THE TASK: From the top of the records below, return each line exactly, ending with the line that contains "The caller checks".

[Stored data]

-------------------------

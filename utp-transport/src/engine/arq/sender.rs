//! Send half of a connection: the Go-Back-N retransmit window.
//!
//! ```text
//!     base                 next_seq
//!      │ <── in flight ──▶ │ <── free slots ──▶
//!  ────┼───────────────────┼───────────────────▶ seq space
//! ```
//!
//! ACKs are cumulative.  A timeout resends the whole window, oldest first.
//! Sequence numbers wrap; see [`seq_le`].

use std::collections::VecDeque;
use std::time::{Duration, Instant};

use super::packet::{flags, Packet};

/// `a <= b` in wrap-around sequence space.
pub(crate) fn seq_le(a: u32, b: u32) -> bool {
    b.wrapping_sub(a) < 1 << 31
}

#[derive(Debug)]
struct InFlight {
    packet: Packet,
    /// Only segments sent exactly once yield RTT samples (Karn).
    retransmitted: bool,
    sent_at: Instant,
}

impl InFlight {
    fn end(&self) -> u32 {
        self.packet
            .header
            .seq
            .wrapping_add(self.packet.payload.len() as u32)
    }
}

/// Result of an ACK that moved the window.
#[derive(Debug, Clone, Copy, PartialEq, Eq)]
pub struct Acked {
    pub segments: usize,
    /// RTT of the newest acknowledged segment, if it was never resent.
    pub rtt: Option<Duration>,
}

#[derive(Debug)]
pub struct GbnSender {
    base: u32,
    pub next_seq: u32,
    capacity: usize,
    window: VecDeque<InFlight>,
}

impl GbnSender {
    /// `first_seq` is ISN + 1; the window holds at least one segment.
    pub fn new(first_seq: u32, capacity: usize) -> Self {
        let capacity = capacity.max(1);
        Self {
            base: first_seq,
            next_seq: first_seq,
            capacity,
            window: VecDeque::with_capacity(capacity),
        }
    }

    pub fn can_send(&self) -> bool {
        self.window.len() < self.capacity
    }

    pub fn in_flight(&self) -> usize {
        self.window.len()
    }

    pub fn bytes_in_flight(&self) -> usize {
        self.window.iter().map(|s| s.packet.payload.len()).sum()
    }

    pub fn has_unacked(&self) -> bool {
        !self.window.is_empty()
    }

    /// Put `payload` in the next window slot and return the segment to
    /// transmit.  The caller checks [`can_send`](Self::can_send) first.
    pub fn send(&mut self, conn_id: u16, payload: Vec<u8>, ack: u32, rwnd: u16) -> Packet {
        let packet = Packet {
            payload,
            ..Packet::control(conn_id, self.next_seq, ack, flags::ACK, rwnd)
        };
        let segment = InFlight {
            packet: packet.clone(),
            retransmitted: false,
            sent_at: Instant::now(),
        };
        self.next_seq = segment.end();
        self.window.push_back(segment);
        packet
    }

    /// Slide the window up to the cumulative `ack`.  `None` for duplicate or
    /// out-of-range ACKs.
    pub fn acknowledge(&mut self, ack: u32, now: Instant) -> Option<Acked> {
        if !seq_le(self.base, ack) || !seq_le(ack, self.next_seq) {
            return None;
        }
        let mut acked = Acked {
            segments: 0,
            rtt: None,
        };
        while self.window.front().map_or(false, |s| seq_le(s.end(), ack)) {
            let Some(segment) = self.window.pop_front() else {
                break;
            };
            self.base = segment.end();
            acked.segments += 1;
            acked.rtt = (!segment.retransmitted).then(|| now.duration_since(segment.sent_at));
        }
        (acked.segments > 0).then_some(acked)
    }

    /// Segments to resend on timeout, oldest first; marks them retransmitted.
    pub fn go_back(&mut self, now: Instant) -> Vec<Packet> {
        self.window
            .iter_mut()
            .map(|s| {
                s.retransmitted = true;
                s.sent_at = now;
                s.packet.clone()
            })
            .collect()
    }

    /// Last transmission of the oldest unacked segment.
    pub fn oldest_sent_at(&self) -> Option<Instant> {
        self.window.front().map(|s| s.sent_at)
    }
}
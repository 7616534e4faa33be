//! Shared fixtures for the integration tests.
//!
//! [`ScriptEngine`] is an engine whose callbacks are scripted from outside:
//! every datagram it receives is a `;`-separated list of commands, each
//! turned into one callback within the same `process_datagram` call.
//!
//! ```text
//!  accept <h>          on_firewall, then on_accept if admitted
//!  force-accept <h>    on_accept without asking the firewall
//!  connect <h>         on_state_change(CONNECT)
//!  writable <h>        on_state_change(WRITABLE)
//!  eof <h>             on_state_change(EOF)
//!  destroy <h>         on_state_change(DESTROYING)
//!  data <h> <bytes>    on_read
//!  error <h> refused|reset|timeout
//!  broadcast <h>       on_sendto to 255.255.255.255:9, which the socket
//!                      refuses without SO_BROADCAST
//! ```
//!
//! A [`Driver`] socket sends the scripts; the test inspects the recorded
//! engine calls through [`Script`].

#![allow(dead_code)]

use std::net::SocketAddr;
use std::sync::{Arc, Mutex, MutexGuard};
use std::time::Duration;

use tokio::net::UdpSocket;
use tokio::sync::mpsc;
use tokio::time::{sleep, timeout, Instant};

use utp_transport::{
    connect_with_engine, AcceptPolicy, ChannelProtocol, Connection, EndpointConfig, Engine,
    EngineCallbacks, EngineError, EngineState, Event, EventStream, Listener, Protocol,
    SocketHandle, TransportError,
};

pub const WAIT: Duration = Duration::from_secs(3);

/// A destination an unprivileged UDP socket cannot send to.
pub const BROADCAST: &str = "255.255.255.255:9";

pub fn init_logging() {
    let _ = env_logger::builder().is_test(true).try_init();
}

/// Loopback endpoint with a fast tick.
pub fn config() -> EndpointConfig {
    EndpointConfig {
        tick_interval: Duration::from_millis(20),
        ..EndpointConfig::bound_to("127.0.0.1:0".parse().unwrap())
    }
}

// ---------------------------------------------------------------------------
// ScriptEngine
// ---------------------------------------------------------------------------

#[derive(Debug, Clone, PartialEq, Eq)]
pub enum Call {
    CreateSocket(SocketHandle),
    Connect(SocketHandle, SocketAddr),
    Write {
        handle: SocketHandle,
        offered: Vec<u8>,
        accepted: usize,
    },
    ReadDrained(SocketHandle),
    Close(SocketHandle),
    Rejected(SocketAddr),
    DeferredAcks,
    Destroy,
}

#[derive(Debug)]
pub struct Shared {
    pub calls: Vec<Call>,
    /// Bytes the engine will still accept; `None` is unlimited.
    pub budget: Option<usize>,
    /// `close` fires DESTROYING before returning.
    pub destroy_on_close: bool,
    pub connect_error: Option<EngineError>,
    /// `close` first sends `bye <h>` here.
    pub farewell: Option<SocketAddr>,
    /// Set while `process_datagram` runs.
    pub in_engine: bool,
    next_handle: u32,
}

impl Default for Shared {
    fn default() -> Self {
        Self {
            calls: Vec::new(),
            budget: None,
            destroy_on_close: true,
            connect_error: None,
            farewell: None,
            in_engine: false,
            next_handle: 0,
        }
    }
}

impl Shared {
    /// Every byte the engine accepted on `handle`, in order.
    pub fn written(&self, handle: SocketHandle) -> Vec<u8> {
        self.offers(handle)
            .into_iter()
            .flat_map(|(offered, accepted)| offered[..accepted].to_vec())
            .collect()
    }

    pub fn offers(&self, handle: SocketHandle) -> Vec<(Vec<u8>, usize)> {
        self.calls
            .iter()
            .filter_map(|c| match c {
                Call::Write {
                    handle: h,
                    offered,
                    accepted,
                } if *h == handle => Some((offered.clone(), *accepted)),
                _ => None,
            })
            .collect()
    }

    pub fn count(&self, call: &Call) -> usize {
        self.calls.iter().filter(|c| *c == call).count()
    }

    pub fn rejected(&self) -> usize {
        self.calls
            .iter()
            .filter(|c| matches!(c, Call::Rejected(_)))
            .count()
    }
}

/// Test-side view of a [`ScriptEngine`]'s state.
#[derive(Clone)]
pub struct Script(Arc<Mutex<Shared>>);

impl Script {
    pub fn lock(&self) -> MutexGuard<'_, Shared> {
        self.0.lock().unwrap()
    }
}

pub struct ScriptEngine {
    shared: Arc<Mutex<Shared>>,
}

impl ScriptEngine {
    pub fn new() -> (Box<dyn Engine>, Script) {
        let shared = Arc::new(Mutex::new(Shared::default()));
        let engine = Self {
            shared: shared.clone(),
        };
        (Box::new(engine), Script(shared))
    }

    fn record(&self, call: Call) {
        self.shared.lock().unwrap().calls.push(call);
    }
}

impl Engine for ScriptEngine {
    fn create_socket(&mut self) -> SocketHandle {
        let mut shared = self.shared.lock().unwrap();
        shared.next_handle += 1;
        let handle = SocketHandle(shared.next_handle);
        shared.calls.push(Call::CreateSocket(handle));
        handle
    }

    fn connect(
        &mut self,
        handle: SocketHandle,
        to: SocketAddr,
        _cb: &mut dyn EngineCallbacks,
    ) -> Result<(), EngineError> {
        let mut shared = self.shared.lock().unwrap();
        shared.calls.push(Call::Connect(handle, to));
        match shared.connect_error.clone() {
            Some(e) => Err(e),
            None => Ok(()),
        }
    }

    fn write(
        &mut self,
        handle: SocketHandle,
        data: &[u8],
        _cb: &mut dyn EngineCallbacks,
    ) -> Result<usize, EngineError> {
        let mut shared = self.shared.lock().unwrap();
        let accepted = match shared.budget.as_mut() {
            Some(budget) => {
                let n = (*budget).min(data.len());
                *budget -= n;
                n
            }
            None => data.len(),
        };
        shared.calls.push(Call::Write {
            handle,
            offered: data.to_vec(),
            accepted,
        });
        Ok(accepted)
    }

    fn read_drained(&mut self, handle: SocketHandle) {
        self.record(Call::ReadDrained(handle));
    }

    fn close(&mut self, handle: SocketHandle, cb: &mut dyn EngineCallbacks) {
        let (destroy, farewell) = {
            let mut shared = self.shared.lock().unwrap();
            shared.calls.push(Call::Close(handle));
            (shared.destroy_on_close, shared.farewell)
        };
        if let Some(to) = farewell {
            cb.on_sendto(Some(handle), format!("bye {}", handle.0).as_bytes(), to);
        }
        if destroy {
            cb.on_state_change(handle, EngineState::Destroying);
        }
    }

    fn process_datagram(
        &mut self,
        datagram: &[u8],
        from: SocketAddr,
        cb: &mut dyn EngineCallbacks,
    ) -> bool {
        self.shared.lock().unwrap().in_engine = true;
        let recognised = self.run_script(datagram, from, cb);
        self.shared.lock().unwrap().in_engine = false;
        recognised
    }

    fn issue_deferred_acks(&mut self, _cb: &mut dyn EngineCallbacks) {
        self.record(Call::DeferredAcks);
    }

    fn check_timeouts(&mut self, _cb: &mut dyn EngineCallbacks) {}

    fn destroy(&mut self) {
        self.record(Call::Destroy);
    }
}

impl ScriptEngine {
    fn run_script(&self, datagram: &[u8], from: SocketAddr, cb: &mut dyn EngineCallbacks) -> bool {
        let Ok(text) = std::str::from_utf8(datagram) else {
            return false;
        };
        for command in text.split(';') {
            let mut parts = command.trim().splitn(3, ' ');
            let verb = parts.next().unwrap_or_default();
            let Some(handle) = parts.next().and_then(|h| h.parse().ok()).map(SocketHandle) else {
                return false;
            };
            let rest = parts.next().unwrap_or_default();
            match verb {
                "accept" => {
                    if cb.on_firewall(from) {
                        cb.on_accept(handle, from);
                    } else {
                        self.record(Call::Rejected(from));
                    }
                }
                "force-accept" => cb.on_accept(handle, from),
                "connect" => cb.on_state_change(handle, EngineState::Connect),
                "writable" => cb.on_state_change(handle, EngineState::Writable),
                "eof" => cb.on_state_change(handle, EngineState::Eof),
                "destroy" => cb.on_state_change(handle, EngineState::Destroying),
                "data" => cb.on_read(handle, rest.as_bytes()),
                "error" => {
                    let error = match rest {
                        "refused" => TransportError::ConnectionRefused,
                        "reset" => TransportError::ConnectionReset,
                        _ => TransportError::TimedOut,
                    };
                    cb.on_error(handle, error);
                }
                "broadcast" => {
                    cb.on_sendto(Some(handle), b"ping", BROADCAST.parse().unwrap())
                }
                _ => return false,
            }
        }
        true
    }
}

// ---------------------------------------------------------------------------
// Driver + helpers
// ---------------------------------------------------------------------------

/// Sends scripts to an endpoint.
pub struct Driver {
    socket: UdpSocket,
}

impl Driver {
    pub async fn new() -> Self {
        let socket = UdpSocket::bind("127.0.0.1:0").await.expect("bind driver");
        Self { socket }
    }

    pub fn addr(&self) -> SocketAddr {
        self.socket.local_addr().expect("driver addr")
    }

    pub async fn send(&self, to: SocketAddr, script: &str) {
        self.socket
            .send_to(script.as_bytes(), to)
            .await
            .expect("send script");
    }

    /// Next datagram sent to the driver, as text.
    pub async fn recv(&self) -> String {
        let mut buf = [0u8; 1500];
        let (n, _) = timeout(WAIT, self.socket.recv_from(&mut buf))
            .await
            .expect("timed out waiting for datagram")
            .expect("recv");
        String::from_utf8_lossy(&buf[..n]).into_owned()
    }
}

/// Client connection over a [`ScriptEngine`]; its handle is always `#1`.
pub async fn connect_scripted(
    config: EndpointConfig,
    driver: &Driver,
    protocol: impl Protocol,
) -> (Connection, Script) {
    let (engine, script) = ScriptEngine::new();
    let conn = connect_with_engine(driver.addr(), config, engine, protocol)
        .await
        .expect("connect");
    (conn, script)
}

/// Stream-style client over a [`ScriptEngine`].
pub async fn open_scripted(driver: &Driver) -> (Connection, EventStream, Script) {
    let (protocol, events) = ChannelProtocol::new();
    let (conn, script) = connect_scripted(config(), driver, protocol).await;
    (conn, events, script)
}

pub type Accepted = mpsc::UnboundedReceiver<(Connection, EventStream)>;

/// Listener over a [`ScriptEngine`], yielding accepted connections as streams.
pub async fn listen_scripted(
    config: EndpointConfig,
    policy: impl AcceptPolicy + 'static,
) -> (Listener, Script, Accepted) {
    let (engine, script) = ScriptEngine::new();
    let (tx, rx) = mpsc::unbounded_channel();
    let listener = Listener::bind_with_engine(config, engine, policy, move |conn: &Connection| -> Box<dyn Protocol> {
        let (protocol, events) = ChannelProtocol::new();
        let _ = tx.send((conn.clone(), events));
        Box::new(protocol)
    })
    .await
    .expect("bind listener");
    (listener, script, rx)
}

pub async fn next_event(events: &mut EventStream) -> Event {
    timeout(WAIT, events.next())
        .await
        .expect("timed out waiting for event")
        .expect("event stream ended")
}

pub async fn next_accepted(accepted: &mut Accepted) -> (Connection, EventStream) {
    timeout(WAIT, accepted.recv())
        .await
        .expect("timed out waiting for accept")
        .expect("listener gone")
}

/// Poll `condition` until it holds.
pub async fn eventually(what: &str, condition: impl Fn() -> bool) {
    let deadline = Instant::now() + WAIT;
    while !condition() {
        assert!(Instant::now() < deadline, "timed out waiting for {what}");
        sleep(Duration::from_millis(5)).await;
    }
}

-------------------------

ANSWER TO THE PROBLEM:
filename utp-transport/src/engine/arq/sender.rs
//! Send half of a connection: the Go-Back-N retransmit window.
//!
//! ```text
//!     base                 next_seq
//!      │ <── in flight ──▶ │ <── free slots ──▶
//!  ────┼───────────────────┼───────────────────▶ seq space
//! ```
//!
//! ACKs are cumulative.  A timeout resends the whole window, oldest first.
//! Sequence numbers wrap; see [`seq_le`].

use std::collections::VecDeque;
use std::time::{Duration, Instant};

use super::packet::{flags, Packet};

/// `a <= b` in wrap-around sequence space.
pub(crate) fn seq_le(a: u32, b: u32) -> bool {
    b.wrapping_sub(a) < 1 << 31
}

#[derive(Debug)]
struct InFlight {
    packet: Packet,
    /// Only segments sent exactly once yield RTT samples (Karn).
    retransmitted: bool,
    sent_at: Instant,
}

impl InFlight {
    fn end(&self) -> u32 {
        self.packet
            .header
            .seq
            .wrapping_add(self.packet.payload.len() as u32)
    }
}

/// Result of an ACK that moved the window.
#[derive(Debug, Clone, Copy, PartialEq, Eq)]
pub struct Acked {
    pub segments: usize,
    /// RTT of the newest acknowledged segment, if it was never resent.
    pub rtt: Option<Duration>,
}

#[derive(Debug)]
pub struct GbnSender {
    base: u32,
    pub next_seq: u32,
    capacity: usize,
    window: VecDeque<InFlight>,
}

impl GbnSender {
    /// `first_seq` is ISN + 1; the window holds at least one segment.
    pub fn new(first_seq: u32, capacity: usize) -> Self {
        let capacity = capacity.max(1);
        Self {
            base: first_seq,
            next_seq: first_seq,
            capacity,
            window: VecDeque::with_capacity(capacity),
        }
    }

    pub fn can_send(&self) -> bool {
        self.window.len() < self.capacity
    }

    pub fn in_flight(&self) -> usize {
        self.window.len()
    }

    pub fn bytes_in_flight(&self) -> usize {
        self.window.iter().map(|s| s.packet.payload.len()).sum()
    }

    pub fn has_unacked(&self) -> bool {
        !self.window.is_empty()
    }

    /// Put `payload` in the next window slot and return the segment to
    /// transmit.  The caller checks [`can_send`](Self::can_send) first.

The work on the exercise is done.